■ **Task brief**: Report every line below that carries the word "warn".

■ **Supplied records**:
::::
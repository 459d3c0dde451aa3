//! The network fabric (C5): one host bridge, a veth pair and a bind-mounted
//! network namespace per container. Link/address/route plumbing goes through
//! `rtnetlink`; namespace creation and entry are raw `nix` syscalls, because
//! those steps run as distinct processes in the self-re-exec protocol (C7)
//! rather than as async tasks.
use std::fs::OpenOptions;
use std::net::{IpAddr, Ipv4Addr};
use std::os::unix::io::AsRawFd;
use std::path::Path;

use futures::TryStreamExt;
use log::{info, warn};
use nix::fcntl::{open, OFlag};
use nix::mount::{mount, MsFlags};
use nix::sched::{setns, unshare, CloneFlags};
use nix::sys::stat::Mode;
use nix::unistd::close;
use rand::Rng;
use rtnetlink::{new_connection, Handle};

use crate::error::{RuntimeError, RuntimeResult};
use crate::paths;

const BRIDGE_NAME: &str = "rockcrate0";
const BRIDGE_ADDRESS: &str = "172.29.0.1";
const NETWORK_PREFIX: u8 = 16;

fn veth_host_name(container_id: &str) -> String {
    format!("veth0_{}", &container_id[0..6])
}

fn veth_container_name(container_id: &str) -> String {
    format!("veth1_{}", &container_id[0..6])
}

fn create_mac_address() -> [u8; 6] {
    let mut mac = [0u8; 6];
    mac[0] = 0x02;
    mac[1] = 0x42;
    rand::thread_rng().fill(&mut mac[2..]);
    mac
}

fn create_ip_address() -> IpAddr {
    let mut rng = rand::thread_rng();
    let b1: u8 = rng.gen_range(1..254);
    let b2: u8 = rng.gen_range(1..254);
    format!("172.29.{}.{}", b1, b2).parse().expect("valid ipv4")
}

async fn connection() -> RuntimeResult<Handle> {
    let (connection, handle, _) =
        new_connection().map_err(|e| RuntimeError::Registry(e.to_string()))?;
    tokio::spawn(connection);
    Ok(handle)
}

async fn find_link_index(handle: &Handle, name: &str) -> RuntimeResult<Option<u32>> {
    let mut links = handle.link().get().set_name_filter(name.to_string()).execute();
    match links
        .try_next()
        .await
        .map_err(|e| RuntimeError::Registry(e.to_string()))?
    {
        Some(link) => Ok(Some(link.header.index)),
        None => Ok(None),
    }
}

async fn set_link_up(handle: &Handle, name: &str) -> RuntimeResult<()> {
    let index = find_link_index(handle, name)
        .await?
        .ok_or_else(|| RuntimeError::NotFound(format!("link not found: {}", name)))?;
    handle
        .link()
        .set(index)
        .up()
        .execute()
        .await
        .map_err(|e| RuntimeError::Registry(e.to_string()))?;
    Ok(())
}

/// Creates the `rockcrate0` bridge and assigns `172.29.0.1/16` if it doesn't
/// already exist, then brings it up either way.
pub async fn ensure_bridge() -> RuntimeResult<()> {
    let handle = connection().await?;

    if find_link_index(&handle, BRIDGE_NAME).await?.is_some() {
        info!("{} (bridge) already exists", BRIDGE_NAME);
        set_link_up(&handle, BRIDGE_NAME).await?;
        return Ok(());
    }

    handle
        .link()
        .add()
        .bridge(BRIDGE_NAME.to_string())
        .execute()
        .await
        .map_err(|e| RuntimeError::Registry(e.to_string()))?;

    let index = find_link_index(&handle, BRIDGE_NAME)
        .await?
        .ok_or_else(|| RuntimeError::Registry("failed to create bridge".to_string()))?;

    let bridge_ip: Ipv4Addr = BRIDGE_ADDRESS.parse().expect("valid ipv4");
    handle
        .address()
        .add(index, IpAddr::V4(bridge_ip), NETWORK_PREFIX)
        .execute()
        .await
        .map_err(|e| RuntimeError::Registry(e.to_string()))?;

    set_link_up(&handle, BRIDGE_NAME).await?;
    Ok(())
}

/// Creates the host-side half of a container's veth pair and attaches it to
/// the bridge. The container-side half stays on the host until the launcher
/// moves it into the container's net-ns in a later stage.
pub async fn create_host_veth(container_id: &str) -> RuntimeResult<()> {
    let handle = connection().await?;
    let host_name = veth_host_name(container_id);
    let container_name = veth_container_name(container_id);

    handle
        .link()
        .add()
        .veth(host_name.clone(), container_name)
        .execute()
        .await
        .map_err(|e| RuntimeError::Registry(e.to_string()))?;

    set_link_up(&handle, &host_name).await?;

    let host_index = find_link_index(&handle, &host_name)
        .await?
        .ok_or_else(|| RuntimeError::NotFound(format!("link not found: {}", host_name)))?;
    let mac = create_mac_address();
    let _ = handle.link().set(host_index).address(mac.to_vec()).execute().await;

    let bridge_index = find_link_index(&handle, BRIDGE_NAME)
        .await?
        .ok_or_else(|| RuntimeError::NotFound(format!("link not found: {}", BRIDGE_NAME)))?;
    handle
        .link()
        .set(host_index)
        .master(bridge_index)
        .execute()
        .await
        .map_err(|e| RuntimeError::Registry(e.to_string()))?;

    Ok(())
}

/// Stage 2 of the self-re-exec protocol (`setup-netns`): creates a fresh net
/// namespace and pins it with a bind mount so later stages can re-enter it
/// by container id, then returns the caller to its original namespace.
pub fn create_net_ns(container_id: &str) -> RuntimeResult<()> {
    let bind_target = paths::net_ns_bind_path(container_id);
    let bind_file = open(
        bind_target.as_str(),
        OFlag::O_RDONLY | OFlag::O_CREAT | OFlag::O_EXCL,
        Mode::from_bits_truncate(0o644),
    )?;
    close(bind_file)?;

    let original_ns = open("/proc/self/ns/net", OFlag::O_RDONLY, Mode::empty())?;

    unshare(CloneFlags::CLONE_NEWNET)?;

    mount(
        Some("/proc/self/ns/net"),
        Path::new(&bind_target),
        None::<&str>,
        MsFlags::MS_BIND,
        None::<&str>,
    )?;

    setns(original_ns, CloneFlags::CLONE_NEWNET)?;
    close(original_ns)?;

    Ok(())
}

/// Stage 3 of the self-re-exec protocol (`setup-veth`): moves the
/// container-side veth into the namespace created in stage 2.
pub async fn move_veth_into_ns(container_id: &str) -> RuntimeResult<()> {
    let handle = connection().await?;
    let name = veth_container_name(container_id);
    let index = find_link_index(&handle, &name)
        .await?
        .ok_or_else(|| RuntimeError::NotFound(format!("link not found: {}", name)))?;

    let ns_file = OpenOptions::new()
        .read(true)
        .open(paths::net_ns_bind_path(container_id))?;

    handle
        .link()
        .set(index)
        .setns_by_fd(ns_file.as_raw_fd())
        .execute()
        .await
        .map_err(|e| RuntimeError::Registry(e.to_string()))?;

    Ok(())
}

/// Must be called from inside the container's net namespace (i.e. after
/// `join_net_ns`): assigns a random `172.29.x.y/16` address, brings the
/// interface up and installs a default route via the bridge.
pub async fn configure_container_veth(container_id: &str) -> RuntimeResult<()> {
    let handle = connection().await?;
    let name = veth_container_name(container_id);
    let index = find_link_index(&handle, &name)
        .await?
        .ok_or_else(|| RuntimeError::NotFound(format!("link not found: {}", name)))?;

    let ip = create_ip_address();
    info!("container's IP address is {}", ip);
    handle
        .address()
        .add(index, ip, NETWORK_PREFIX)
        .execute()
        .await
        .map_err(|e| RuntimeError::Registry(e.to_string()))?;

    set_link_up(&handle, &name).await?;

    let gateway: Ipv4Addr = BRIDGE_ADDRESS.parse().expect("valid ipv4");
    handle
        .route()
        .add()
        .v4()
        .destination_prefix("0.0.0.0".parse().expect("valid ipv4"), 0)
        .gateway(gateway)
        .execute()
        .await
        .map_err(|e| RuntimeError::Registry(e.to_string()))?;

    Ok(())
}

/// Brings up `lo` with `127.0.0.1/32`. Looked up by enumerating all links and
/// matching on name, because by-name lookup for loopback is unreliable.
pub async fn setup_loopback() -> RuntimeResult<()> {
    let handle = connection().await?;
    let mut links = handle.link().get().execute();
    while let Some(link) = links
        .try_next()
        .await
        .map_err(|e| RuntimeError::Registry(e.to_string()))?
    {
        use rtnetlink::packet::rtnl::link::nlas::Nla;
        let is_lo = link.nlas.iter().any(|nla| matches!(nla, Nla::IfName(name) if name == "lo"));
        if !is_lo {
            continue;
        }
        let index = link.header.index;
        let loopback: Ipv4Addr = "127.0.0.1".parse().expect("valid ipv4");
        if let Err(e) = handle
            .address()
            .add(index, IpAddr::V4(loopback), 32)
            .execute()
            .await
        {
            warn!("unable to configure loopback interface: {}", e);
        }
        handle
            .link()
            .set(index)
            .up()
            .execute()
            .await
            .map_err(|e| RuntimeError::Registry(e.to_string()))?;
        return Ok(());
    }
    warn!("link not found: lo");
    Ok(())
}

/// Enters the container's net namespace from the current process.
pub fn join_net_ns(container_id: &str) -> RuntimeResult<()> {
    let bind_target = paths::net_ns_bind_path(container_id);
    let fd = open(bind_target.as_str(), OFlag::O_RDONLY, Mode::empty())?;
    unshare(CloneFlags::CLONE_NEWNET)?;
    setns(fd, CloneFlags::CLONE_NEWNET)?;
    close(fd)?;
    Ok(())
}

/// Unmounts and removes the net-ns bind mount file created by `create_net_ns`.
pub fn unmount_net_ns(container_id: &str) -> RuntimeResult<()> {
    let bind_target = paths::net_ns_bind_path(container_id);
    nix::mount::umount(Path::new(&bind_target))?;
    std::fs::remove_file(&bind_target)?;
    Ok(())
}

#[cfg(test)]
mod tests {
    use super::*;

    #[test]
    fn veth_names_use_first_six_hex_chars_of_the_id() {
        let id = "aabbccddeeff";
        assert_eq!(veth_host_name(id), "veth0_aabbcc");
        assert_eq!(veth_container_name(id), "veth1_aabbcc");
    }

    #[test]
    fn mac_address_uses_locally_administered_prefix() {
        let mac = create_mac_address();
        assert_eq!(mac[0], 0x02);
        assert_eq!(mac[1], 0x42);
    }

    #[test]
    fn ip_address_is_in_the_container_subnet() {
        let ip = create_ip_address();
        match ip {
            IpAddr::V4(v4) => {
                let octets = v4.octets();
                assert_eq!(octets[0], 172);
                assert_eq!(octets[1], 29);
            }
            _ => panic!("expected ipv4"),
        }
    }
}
::::
■ **Solution for this problem**:
use log::{info, warn};
            warn!("unable to configure loopback interface: {}", e);
    warn!("link not found: lo");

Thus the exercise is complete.